[Data records]
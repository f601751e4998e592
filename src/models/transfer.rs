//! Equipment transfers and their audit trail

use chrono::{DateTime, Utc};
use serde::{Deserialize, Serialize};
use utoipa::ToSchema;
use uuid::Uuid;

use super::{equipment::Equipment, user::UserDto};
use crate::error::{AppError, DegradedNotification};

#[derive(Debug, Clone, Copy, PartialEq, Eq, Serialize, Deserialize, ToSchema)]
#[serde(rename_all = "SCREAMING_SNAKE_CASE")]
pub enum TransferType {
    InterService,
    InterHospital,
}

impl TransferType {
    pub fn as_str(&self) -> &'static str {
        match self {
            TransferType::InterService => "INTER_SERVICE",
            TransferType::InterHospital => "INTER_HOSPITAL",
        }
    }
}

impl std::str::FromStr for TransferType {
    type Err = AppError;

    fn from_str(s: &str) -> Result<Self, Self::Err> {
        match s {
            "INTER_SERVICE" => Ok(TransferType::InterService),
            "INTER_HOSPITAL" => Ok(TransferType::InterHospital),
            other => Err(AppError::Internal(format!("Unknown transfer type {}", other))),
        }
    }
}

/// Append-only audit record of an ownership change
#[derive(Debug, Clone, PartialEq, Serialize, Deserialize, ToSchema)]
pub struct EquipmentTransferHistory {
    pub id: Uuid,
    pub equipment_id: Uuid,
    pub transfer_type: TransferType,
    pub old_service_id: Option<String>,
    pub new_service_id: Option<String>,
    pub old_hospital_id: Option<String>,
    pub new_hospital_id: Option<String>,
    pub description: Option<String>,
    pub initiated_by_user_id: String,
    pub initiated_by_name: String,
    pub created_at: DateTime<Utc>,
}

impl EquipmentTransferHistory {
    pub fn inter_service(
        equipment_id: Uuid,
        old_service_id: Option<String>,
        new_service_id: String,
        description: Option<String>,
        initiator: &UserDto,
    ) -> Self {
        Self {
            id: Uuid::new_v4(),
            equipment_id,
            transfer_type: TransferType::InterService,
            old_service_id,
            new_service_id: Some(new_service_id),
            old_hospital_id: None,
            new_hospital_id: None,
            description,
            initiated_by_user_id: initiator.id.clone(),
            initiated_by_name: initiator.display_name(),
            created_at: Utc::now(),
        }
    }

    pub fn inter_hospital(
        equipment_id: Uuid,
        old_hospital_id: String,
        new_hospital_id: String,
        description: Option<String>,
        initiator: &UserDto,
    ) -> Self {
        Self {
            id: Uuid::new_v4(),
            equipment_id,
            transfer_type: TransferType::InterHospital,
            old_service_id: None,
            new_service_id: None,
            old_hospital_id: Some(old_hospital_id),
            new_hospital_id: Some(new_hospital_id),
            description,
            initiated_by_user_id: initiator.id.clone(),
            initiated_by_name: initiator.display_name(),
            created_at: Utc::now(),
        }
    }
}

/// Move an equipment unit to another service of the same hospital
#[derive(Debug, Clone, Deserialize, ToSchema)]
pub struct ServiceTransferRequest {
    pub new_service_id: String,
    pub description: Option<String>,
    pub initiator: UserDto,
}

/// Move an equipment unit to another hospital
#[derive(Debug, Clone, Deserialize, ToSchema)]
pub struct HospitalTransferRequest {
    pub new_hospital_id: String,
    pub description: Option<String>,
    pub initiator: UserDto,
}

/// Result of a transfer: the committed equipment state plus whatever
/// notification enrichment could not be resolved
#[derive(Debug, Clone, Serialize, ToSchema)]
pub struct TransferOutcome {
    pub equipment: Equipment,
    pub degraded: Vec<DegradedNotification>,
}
* * *
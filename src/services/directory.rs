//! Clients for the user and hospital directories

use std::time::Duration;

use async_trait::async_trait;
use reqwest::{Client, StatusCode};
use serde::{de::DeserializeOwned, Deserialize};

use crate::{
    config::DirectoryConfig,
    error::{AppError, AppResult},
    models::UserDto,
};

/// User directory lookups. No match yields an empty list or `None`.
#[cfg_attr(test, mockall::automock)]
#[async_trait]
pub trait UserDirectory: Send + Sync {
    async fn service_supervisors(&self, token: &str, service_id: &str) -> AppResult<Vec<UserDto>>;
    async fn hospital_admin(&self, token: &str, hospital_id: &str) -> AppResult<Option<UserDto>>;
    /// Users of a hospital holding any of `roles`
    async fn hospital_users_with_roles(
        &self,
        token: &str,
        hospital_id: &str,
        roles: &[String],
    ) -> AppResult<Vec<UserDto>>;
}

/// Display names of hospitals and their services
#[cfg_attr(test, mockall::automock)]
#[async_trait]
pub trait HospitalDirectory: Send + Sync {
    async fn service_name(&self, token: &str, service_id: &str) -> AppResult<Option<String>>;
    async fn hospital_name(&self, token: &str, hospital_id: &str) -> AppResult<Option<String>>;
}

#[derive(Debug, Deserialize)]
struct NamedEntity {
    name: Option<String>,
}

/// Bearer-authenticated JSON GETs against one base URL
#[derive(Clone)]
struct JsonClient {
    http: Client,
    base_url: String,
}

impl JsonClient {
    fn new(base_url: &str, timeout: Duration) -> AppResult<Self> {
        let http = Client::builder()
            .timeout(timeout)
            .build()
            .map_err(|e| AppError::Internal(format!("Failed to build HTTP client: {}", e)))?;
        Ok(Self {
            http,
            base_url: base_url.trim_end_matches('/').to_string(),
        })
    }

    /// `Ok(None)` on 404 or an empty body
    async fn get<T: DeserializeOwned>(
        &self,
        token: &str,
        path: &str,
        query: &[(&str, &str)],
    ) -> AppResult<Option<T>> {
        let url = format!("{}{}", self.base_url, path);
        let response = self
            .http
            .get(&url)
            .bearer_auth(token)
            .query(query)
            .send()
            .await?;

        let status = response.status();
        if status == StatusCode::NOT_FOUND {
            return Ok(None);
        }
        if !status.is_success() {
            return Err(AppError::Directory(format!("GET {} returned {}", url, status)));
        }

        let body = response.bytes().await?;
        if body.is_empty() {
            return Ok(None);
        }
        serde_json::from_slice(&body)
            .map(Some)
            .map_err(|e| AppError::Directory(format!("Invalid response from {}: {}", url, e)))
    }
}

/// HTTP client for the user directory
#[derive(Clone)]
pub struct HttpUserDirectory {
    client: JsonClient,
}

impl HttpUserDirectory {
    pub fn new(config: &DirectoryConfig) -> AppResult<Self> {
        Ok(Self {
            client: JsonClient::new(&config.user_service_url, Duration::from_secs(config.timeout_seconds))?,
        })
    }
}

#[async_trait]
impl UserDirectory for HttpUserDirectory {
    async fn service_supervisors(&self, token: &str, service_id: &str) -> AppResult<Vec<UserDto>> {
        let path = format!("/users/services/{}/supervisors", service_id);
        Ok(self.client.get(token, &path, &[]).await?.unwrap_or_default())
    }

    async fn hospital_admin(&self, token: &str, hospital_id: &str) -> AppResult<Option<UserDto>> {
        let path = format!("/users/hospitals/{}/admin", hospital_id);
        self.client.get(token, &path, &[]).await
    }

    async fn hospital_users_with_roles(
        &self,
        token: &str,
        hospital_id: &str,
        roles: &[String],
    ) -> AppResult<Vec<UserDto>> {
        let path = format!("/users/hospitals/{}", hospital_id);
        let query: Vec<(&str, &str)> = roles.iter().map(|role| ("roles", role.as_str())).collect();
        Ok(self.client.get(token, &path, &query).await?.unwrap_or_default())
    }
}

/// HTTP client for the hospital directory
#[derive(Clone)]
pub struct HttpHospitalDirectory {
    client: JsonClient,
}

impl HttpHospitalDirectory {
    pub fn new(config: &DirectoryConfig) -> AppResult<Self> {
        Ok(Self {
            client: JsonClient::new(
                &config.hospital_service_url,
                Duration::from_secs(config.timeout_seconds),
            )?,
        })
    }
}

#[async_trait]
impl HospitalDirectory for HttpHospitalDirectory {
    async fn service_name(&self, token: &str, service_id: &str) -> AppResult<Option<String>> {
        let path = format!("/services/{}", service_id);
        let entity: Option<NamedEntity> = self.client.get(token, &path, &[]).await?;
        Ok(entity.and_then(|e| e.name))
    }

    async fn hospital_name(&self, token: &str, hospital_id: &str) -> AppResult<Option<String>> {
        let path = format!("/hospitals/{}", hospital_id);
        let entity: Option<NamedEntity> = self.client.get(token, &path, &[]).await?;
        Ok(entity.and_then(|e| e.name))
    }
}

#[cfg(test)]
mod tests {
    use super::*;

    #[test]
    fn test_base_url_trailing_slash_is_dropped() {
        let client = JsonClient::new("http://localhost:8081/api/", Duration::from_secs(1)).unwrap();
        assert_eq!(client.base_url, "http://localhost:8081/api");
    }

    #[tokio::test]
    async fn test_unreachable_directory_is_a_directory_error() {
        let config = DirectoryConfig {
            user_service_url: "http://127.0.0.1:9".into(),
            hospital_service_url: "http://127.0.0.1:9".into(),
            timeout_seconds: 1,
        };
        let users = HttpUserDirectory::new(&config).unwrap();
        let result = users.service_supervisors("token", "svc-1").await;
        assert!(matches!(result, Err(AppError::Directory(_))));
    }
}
...
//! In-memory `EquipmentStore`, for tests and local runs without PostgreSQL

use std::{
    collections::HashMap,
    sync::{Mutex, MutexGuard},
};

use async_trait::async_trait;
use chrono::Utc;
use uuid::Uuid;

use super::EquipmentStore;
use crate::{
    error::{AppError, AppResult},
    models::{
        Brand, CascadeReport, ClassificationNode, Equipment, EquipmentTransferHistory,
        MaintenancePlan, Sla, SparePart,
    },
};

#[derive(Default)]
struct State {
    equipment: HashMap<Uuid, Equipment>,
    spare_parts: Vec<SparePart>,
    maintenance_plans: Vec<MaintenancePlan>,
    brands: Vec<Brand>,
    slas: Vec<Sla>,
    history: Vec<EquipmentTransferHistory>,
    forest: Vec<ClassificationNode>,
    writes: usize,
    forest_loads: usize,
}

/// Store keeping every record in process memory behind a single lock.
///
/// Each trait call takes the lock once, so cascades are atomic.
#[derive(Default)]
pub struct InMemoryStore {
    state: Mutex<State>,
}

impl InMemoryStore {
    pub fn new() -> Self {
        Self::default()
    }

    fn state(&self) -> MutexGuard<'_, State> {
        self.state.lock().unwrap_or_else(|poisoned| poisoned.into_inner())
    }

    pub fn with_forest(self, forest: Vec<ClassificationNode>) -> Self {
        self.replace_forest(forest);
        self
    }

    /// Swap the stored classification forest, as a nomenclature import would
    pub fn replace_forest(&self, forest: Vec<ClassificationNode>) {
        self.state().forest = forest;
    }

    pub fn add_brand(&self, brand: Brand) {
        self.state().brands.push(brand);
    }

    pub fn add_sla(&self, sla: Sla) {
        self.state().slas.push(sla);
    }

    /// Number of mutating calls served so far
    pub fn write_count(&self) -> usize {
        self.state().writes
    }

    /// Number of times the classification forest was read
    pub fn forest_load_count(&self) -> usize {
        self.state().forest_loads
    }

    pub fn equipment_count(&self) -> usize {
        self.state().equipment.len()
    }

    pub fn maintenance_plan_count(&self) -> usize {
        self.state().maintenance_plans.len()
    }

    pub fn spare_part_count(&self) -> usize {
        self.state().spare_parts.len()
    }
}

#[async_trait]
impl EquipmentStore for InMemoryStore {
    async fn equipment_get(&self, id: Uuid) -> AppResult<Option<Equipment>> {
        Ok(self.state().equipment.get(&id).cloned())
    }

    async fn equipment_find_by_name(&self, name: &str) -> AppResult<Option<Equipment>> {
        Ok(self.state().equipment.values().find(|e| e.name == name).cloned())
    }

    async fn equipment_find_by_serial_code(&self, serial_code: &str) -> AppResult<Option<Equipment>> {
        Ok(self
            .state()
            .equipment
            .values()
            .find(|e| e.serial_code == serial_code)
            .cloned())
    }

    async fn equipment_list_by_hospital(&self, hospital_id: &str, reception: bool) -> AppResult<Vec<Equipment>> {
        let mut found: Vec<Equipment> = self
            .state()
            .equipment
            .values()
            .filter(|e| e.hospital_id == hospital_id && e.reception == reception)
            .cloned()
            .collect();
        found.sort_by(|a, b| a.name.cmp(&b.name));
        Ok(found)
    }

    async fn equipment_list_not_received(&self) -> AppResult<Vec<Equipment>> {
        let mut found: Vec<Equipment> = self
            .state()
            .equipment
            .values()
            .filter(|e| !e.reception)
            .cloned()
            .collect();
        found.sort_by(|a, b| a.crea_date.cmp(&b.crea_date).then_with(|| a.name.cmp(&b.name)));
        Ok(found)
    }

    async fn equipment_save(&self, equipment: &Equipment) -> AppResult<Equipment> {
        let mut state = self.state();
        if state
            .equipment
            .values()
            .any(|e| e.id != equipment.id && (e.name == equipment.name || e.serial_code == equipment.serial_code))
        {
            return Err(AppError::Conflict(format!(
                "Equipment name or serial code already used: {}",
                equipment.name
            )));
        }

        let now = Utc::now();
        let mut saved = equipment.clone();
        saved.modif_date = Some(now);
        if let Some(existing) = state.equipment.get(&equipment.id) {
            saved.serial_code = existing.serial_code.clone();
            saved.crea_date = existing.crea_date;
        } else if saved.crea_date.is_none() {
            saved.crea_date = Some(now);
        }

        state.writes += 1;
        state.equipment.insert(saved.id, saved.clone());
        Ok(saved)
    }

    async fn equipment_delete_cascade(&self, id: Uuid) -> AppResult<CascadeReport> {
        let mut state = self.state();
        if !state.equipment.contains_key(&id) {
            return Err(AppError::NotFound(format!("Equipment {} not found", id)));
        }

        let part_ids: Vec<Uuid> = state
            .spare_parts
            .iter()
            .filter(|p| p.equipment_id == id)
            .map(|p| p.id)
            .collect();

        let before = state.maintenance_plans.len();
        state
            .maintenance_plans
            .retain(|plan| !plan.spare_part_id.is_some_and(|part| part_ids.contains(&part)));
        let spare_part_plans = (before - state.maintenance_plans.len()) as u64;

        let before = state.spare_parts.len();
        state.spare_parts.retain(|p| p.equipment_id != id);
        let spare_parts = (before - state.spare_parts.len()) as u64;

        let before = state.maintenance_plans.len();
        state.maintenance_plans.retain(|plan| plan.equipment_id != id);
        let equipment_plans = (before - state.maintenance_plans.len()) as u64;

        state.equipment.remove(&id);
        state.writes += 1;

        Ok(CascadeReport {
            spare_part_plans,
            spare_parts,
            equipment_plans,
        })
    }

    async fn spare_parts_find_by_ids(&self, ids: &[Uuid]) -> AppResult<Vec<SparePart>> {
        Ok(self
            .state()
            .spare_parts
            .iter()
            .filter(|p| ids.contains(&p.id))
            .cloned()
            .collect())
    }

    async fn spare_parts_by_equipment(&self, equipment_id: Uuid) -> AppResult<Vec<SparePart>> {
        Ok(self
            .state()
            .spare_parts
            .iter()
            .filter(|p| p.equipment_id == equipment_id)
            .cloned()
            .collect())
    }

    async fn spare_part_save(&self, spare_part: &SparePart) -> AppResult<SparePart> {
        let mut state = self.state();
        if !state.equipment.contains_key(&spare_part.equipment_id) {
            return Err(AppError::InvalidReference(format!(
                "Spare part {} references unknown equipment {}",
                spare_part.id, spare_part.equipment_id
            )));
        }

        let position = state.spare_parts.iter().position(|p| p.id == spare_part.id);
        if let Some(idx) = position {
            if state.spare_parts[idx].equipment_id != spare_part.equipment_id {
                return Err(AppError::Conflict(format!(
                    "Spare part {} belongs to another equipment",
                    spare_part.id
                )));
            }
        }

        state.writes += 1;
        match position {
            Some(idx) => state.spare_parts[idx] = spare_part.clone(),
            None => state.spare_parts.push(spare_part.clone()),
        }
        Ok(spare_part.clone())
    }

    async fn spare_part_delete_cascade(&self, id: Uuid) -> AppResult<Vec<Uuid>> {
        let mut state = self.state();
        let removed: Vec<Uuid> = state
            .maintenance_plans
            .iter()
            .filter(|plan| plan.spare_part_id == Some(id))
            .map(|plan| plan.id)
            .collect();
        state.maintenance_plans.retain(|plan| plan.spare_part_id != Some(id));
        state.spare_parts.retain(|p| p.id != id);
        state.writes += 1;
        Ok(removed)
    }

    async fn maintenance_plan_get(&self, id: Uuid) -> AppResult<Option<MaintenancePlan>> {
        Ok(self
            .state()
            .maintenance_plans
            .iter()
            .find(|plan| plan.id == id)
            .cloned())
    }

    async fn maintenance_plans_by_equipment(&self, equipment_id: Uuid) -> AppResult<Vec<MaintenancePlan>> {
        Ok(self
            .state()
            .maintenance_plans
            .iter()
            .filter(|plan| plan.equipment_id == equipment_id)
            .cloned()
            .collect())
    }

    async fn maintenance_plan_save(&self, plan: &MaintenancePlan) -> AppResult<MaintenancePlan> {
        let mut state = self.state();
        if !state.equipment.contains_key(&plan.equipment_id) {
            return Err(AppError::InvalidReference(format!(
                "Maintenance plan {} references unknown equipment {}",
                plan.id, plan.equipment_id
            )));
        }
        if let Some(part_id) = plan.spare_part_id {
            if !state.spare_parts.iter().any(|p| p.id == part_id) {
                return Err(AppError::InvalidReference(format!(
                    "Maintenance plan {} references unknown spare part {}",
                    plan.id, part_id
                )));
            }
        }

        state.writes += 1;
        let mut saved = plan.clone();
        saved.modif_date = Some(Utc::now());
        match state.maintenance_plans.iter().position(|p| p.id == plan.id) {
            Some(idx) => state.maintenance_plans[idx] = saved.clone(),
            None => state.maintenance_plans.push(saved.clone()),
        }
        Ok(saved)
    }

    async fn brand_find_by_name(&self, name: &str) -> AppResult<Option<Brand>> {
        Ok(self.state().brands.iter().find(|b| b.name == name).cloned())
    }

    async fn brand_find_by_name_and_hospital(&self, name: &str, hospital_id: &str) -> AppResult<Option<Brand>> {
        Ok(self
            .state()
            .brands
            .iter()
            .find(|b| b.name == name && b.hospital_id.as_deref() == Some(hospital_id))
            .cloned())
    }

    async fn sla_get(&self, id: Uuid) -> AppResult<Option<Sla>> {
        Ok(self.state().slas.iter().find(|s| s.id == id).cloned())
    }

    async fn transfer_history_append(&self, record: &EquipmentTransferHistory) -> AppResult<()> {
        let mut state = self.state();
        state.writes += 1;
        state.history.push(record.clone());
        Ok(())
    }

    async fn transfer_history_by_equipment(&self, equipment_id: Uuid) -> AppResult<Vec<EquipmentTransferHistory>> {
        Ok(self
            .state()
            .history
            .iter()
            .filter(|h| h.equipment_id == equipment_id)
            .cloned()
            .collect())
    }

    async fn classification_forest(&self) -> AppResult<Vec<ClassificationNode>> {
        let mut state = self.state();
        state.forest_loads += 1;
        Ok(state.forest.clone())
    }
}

-- What you will do --
Within the records above, how many lines include the word "StatusCode"? State the number by itself.

-- Output for this task --
2